A revolutionary inhalable gene therapy, currently undergoing clinical trials across the UK and Europe, aims to enhance lung function in cystic fibrosis (CF) patients, regardless of their genetic mutation. This innovative treatment, known as BI 3720931, leverages lentiviral vectors to introduce a functional CFTR gene into airway epithelial cells. The trial, led by Boehringer Ingelheim in collaboration with leading research institutions, seeks to provide relief to CF patients who do not respond to existing treatments. Initial results are anticipated by early 2027.
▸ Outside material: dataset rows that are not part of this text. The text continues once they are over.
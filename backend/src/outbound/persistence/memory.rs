//! In-memory transactional store backend.
//!
//! [`MemoryBackend`] implements [`UnitOfWorkFactory`] over process-local
//! state. Transactions stage their mutations in a buffer and apply it
//! atomically under a single write lock at commit; a transaction dropped
//! without committing leaves no trace. Mutating scopes additionally hold an
//! advisory [`tokio::sync::Mutex`] keyed by [`TxScope`] for the life of the
//! unit of work, so two workflows over the same property or wallet owner
//! serialise instead of interleaving. Wallet updates are checked against the
//! version they were loaded with; a lost race surfaces as
//! [`UnitOfWorkError::Conflict`].

use std::collections::{HashMap, HashSet};
use std::sync::{Arc, Mutex as StdMutex, RwLock};

use async_trait::async_trait;
use chrono::{DateTime, Utc};
use tokio::sync::{Mutex as AsyncMutex, OwnedMutexGuard};
use uuid::Uuid;

use crate::domain::booking::{Booking, BookingStatus};
use crate::domain::date_range::DateRange;
use crate::domain::ports::{
    BookingStore, LedgerStore, PropertyStore, StoreError, TxScope, UnitOfWork, UnitOfWorkError,
    UnitOfWorkFactory, WalletStore,
};
use crate::domain::property::Property;
use crate::domain::user::UserId;
use crate::domain::wallet::{LedgerEntry, Wallet};

#[derive(Debug, Default)]
struct State {
    bookings: HashMap<Uuid, Booking>,
    properties: HashMap<Uuid, Property>,
    wallets: HashMap<Uuid, Wallet>,
    ledger: Vec<LedgerEntry>,
}

/// Mutations staged by one unit of work, applied wholesale at commit.
#[derive(Debug, Default)]
struct TxBuffer {
    bookings: HashMap<Uuid, Booking>,
    removed_bookings: HashSet<Uuid>,
    unavailable_appends: Vec<(Uuid, DateRange)>,
    // Staged wallets carry the version they were loaded with; commit
    // refuses to apply over a newer one.
    wallets: HashMap<Uuid, Wallet>,
    ledger: Vec<LedgerEntry>,
}

/// Process-local store backend.
#[derive(Clone, Default)]
pub struct MemoryBackend {
    state: Arc<RwLock<State>>,
    locks: Arc<StdMutex<HashMap<TxScope, Arc<AsyncMutex<()>>>>>,
}

impl MemoryBackend {
    /// Creates an empty backend.
    pub fn new() -> Self {
        Self::default()
    }

    /// Inserts a property directly, bypassing any transaction. Seeding and
    /// test setup only.
    pub fn seed_property(&self, property: Property) {
        if let Ok(mut state) = self.state.write() {
            state.properties.insert(property.id(), property);
        }
    }

    /// Inserts a wallet directly, bypassing any transaction. Seeding and
    /// test setup only.
    pub fn seed_wallet(&self, wallet: Wallet) {
        if let Ok(mut state) = self.state.write() {
            state.wallets.insert(wallet.id(), wallet);
        }
    }

    /// Inserts a booking directly, bypassing any transaction. Seeding and
    /// test setup only.
    pub fn seed_booking(&self, booking: Booking) {
        if let Ok(mut state) = self.state.write() {
            state.bookings.insert(booking.id(), booking);
        }
    }

    async fn advisory_lock(&self, scope: TxScope) -> Result<OwnedMutexGuard<()>, UnitOfWorkError> {
        let lock = {
            let mut registry = self
                .locks
                .lock()
                .map_err(|_| StoreError::connection("lock registry poisoned"))?;
            Arc::clone(registry.entry(scope).or_default())
        };
        Ok(lock.lock_owned().await)
    }
}

#[async_trait]
impl UnitOfWorkFactory for MemoryBackend {
    async fn begin(&self, scope: TxScope) -> Result<Box<dyn UnitOfWork>, UnitOfWorkError> {
        let guard = match scope {
            TxScope::ReadOnly => None,
            TxScope::Property(_) | TxScope::WalletOwner(_) => {
                Some(self.advisory_lock(scope).await?)
            }
        };
        let shared = Shared {
            state: Arc::clone(&self.state),
            buffer: Arc::new(StdMutex::new(TxBuffer::default())),
        };
        Ok(Box::new(MemoryUnitOfWork {
            bookings: MemoryBookingStore(shared.clone()),
            properties: MemoryPropertyStore(shared.clone()),
            wallets: MemoryWalletStore(shared.clone()),
            ledger: MemoryLedgerStore(shared.clone()),
            shared,
            _guard: guard,
        }))
    }
}

/// State handle shared by one unit of work and its store views.
#[derive(Clone)]
struct Shared {
    state: Arc<RwLock<State>>,
    buffer: Arc<StdMutex<TxBuffer>>,
}

impl Shared {
    fn with_state<T>(&self, read: impl FnOnce(&State) -> T) -> Result<T, StoreError> {
        let state = self
            .state
            .read()
            .map_err(|_| StoreError::connection("state lock poisoned"))?;
        Ok(read(&state))
    }

    fn with_buffer<T>(&self, access: impl FnOnce(&mut TxBuffer) -> T) -> Result<T, StoreError> {
        let mut buffer = self
            .buffer
            .lock()
            .map_err(|_| StoreError::connection("transaction buffer poisoned"))?;
        Ok(access(&mut buffer))
    }

    /// Reads a booking as this transaction sees it: staged copy first, then
    /// committed state, honouring staged removals.
    fn booking(&self, booking_id: Uuid) -> Result<Option<Booking>, StoreError> {
        let staged = self.with_buffer(|buffer| {
            if buffer.removed_bookings.contains(&booking_id) {
                return Some(None);
            }
            buffer.bookings.get(&booking_id).cloned().map(Some)
        })?;
        if let Some(resolved) = staged {
            return Ok(resolved);
        }
        self.with_state(|state| state.bookings.get(&booking_id).cloned())
    }

    /// Merges committed and staged bookings, staged winning, removals
    /// excluded.
    fn merged_bookings(&self) -> Result<Vec<Booking>, StoreError> {
        let mut merged: HashMap<Uuid, Booking> =
            self.with_state(|state| state.bookings.clone())?;
        self.with_buffer(|buffer| {
            for (id, booking) in &buffer.bookings {
                merged.insert(*id, booking.clone());
            }
            for removed in &buffer.removed_bookings {
                merged.remove(removed);
            }
        })?;
        Ok(merged.into_values().collect())
    }

    /// Reads a property with this transaction's staged unavailable-range
    /// appends applied.
    fn property(&self, property_id: Uuid) -> Result<Option<Property>, StoreError> {
        let Some(mut property) =
            self.with_state(|state| state.properties.get(&property_id).cloned())?
        else {
            return Ok(None);
        };
        self.with_buffer(|buffer| {
            for (id, range) in &buffer.unavailable_appends {
                if *id == property_id {
                    property.mark_unavailable(*range);
                }
            }
        })?;
        Ok(Some(property))
    }

    fn wallet_by(
        &self,
        matches: impl Fn(&Wallet) -> bool,
    ) -> Result<Option<Wallet>, StoreError> {
        let staged =
            self.with_buffer(|buffer| buffer.wallets.values().find(|w| matches(w)).cloned())?;
        if staged.is_some() {
            return Ok(staged);
        }
        self.with_state(|state| state.wallets.values().find(|w| matches(w)).cloned())
    }
}

struct MemoryUnitOfWork {
    shared: Shared,
    bookings: MemoryBookingStore,
    properties: MemoryPropertyStore,
    wallets: MemoryWalletStore,
    ledger: MemoryLedgerStore,
    // Held for the whole transaction; released on drop, commit or not.
    _guard: Option<OwnedMutexGuard<()>>,
}

#[async_trait]
impl UnitOfWork for MemoryUnitOfWork {
    fn bookings(&self) -> &dyn BookingStore {
        &self.bookings
    }

    fn properties(&self) -> &dyn PropertyStore {
        &self.properties
    }

    fn wallets(&self) -> &dyn WalletStore {
        &self.wallets
    }

    fn ledger(&self) -> &dyn LedgerStore {
        &self.ledger
    }

    async fn commit(self: Box<Self>) -> Result<(), UnitOfWorkError> {
        let buffer = self
            .shared
            .buffer
            .lock()
            .map_err(|_| StoreError::connection("transaction buffer poisoned"))?;
        let mut state = self
            .shared
            .state
            .write()
            .map_err(|_| StoreError::connection("state lock poisoned"))?;

        // Validate before applying anything: the commit is all or nothing.
        for (wallet_id, staged) in &buffer.wallets {
            let current = state.wallets.get(wallet_id).map(Wallet::version);
            if current != Some(staged.version()) {
                return Err(UnitOfWorkError::conflict(format!(
                    "wallet {wallet_id} changed since it was read",
                )));
            }
        }
        for (property_id, _) in &buffer.unavailable_appends {
            if !state.properties.contains_key(property_id) {
                return Err(StoreError::query(format!("property {property_id} not found")).into());
            }
        }

        for (id, booking) in &buffer.bookings {
            state.bookings.insert(*id, booking.clone());
        }
        for removed in &buffer.removed_bookings {
            state.bookings.remove(removed);
        }
        for (property_id, range) in &buffer.unavailable_appends {
            if let Some(property) = state.properties.get_mut(property_id) {
                property.mark_unavailable(*range);
            }
        }
        for (wallet_id, staged) in &buffer.wallets {
            let bumped = Wallet::from_parts(
                staged.id(),
                staged.owner_id(),
                staged.balance().clone(),
                staged.version() + 1,
            );
            state.wallets.insert(*wallet_id, bumped);
        }
        state.ledger.extend(buffer.ledger.iter().cloned());

        Ok(())
    }
}

struct MemoryBookingStore(Shared);

#[async_trait]
impl BookingStore for MemoryBookingStore {
    async fn get_by_id(&self, booking_id: Uuid) -> Result<Option<Booking>, StoreError> {
        self.0.booking(booking_id)
    }

    async fn get_overlapping(
        &self,
        property_id: Uuid,
        range: DateRange,
    ) -> Result<Vec<Booking>, StoreError> {
        let mut found: Vec<Booking> = self
            .0
            .merged_bookings()?
            .into_iter()
            .filter(|b| b.property_id() == property_id && b.range().overlaps(&range))
            .collect();
        found.sort_by_key(Booking::reserved_at);
        Ok(found)
    }

    async fn get_confirmed_ending_before(
        &self,
        cutoff: DateTime<Utc>,
    ) -> Result<Vec<Booking>, StoreError> {
        let mut found: Vec<Booking> = self
            .0
            .merged_bookings()?
            .into_iter()
            .filter(|b| b.status() == BookingStatus::Confirmed && b.range().ended_by(cutoff))
            .collect();
        found.sort_by_key(Booking::reserved_at);
        Ok(found)
    }

    async fn add(&self, booking: &Booking) -> Result<(), StoreError> {
        let booking = booking.clone();
        self.0.with_buffer(|buffer| {
            buffer.removed_bookings.remove(&booking.id());
            buffer.bookings.insert(booking.id(), booking);
        })
    }

    async fn update(&self, booking: &Booking) -> Result<(), StoreError> {
        let booking = booking.clone();
        self.0
            .with_buffer(|buffer| buffer.bookings.insert(booking.id(), booking))?;
        Ok(())
    }

    async fn remove(&self, booking_id: Uuid) -> Result<(), StoreError> {
        self.0.with_buffer(|buffer| {
            buffer.bookings.remove(&booking_id);
            buffer.removed_bookings.insert(booking_id);
        })?;
        Ok(())
    }
}

struct MemoryPropertyStore(Shared);

#[async_trait]
impl PropertyStore for MemoryPropertyStore {
    async fn get_by_id(&self, property_id: Uuid) -> Result<Option<Property>, StoreError> {
        self.0.property(property_id)
    }

    async fn append_unavailable_range(
        &self,
        property_id: Uuid,
        range: DateRange,
    ) -> Result<(), StoreError> {
        if self.0.property(property_id)?.is_none() {
            return Err(StoreError::query(format!("property {property_id} not found")));
        }
        self.0
            .with_buffer(|buffer| buffer.unavailable_appends.push((property_id, range)))
    }
}

struct MemoryWalletStore(Shared);

#[async_trait]
impl WalletStore for MemoryWalletStore {
    async fn get_by_user_id(&self, user_id: UserId) -> Result<Option<Wallet>, StoreError> {
        self.0.wallet_by(|wallet| wallet.owner_id() == user_id)
    }

    async fn get_by_id(&self, wallet_id: Uuid) -> Result<Option<Wallet>, StoreError> {
        self.0.wallet_by(|wallet| wallet.id() == wallet_id)
    }

    async fn update(&self, wallet: &Wallet) -> Result<(), StoreError> {
        let wallet = wallet.clone();
        self.0
            .with_buffer(|buffer| buffer.wallets.insert(wallet.id(), wallet))?;
        Ok(())
    }
}

struct MemoryLedgerStore(Shared);

#[async_trait]
impl LedgerStore for MemoryLedgerStore {
    async fn append(&self, entry: &LedgerEntry) -> Result<(), StoreError> {
        let entry = entry.clone();
        self.0.with_buffer(|buffer| buffer.ledger.push(entry))
    }

    async fn list_for_wallet(&self, wallet_id: Uuid) -> Result<Vec<LedgerEntry>, StoreError> {
        let mut entries: Vec<LedgerEntry> = self.0.with_state(|state| {
            state
                .ledger
                .iter()
                .filter(|entry| entry.wallet_id() == wallet_id)
                .cloned()
                .collect()
        })?;
        self.0.with_buffer(|buffer| {
            entries.extend(
                buffer
                    .ledger
                    .iter()
                    .filter(|entry| entry.wallet_id() == wallet_id)
                    .cloned(),
            );
        })?;
        Ok(entries)
    }
}

#[cfg(test)]
#[path = "memory_tests.rs"]
mod tests;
Pioneering Gene Therapy Targets CFTR Gene Defects

This new approach represents a significant advancement in treating cystic fibrosis, a chronic condition affecting over 105,000 individuals worldwide. By addressing the root cause of CF—mutations in the CFTR gene—the therapy aims to restore normal cellular function and reduce mucus buildup in the lungs. Unlike current treatments that target specific mutations, this gene therapy is designed to benefit all CF patients, including those with rare or complex mutations.

The lentiviral vector-based therapy works by delivering a healthy copy of the CFTR gene directly into the DNA of airway cells. This method has shown promise in preclinical studies, where it successfully corrected the defective CFTR protein expression. For patients who cannot benefit from CFTR modulator drugs, this novel treatment offers hope for improved lung function and reduced exacerbations. The LENTICLAIR 1 trial will evaluate the safety and efficacy of BI 3720931, with initial findings expected in the coming years. Around 36 participants from various European countries will be involved in this critical phase of testing.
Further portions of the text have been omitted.